Prince George-Mackenzie MLA Kiel Giddens said the job action is not surprising, given what he has heard from nurses about staffing and workplace safety.

“Nurses are fed up with, obviously, their conditions in the workplace with unsafe staffing ratios and unsafe working conditions with violence in the workplace,” Giddens said.

He said nurses are also concerned about the impact those conditions have on patients.

“Patients are also suffering under this government’s health care plans,” Giddens said. “I hear from nurses about violence in the workplace and how frustrating and scary that is.”

Giddens said every worker should be able to go to work knowing they will return home safely at the end of the day. He said that standard should apply to nurses in hospitals, clinics and community settings across northern B.C.

He also pointed to rural emergency room closures, including in communities such as Mackenzie, as evidence of a health-care system under pressure.

“Certainly in rural hospitals across the north, we already have seen closures of ERs,” Giddens said. “I really hope that this doesn’t lead to more of that.”

Emergency room interruptions have become a recurring issue in parts of northern B.C., where patients may be forced to travel long distances for care. Gear said that can create inequity for patients, especially during winter weather or when the next available emergency department is far away.

She said nurses working in community settings also face unique challenges, including large geographic areas, long drives and difficult road conditions.

“In the north, the road conditions and the length that nurses have to go to provide care — that really stood out for me for community nurses,” Gear said.

The Ministry of Health has said residents should continue to visit emergency departments, local health clinics, urgent and primary care centres and primary care providers as needed.

The B.C. Nurses’ Union says the current job action is the first phase of a broader escalation plan. The union says additional measures could be taken if the provincial government does not return to the bargaining table with an offer nurses can accept.

The Nurses’ Bargaining Association says it remains committed to reaching a fair agreement and that further escalation can still be avoided.

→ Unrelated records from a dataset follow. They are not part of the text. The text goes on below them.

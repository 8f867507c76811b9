//! Live species search suggestions
//!
//! Maintains a query string and an immutable catalog of species display
//! names, recomputing the match set synchronously on every query change.
//!
//! Matching policy: case-insensitive substring containment, catalog order
//! preserved, capped to [`MAX_MATCHES`] results. The policy is applied
//! uniformly on every page. An empty query always yields an empty match
//! set, never the whole catalog.

/// Upper bound on the number of suggestions shown at once
pub const MAX_MATCHES: usize = 10;

/// Species search component
#[derive(Debug, Clone)]
pub struct SpeciesMatcher {
    /// Reference catalog, immutable after load
    catalog: Vec<String>,
    query: String,
    /// Current match set, recomputed on every query change
    matches: Vec<String>,
}

impl SpeciesMatcher {
    /// Create a matcher over a loaded catalog. Catalog entries are
    /// assumed unique; no deduplication is performed.
    pub fn new(catalog: Vec<String>) -> Self {
        Self {
            catalog,
            query: String::new(),
            matches: Vec::new(),
        }
    }

    pub fn catalog(&self) -> &[String] {
        &self.catalog
    }

    pub fn query(&self) -> &str {
        &self.query
    }

    /// Replace the query and recompute the match set.
    ///
    /// Recompute is a linear scan over the full catalog on every
    /// keystroke. Catalogs are small; this is a known scaling limit.
    pub fn set_query(&mut self, query: &str) {
        self.query = query.to_string();
        self.matches = self.compute_matches();
    }

    /// Clear the query, emptying the match set
    pub fn clear_query(&mut self) {
        self.query.clear();
        self.matches.clear();
    }

    /// Ordered subsequence of the catalog matching the current query
    pub fn current_matches(&self) -> &[String] {
        &self.matches
    }

    fn compute_matches(&self) -> Vec<String> {
        if self.query.is_empty() {
            return Vec::new();
        }
        let needle = self.query.to_lowercase();
        self.catalog
            .iter()
            .filter(|name| name.to_lowercase().contains(&needle))
            .take(MAX_MATCHES)
            .cloned()
            .collect()
    }
}

#[cfg(test)]
mod tests {
    use super::*;

    fn matcher() -> SpeciesMatcher {
        SpeciesMatcher::new(vec![
            "American Robin".to_string(),
            "European Robin".to_string(),
            "Blue Jay".to_string(),
        ])
    }

    #[test]
    fn substring_match_is_case_insensitive() {
        let mut m = matcher();
        m.set_query("robin");
        assert_eq!(
            m.current_matches(),
            &["American Robin".to_string(), "European Robin".to_string()]
        );
    }

    #[test]
    fn empty_query_yields_empty_matches() {
        let mut m = matcher();
        m.set_query("robin");
        m.set_query("");
        assert!(m.current_matches().is_empty());
    }

    #[test]
    fn clear_query_empties_matches() {
        let mut m = matcher();
        m.set_query("jay");
        assert_eq!(m.current_matches().len(), 1);
        m.clear_query();
        assert!(m.current_matches().is_empty());
        assert_eq!(m.query(), "");
    }

    #[test]
    fn matches_preserve_catalog_order() {
        let mut m = SpeciesMatcher::new(vec![
            "Zebra Finch".to_string(),
            "House Finch".to_string(),
            "Purple Finch".to_string(),
        ]);
        m.set_query("finch");
        assert_eq!(
            m.current_matches(),
            &[
                "Zebra Finch".to_string(),
                "House Finch".to_string(),
                "Purple Finch".to_string()
            ]
        );
    }

    #[test]
    fn match_count_is_capped() {
        let catalog: Vec<String> = (0..50).map(|i| format!("Warbler {}", i)).collect();
        let mut m = SpeciesMatcher::new(catalog);
        m.set_query("warbler");
        assert_eq!(m.current_matches().len(), MAX_MATCHES);
    }

    #[test]
    fn no_match_yields_empty_set() {
        let mut m = matcher();
        m.set_query("penguin");
        assert!(m.current_matches().is_empty());
    }
}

Gear said the issues on the table go beyond wages. She said nurses are looking for recognition of what they have been carrying through years of shortages, including after the pandemic intensified workforce pressures.

“What nurses were looking for was some kind of acknowledgment that we’ve been holding up the system,” Gear said.

Giddens said the province needs to listen to frontline workers because they understand what is happening inside the health-care system.

“The provincial government really needs to listen to frontline workers,” Giddens said. “They know what’s going on in the system. They know what patient care looks like.”

Negotiations are expected to resume Monday. Both Gear and Giddens said the best resolution would come through bargaining, but they also said the province needs to bring an offer that addresses the realities nurses are describing — especially in the north.

“Ultimately the best deal is always going to be at the bargaining table,” Giddens said. “But at the end of the day, nurses have to be respected.”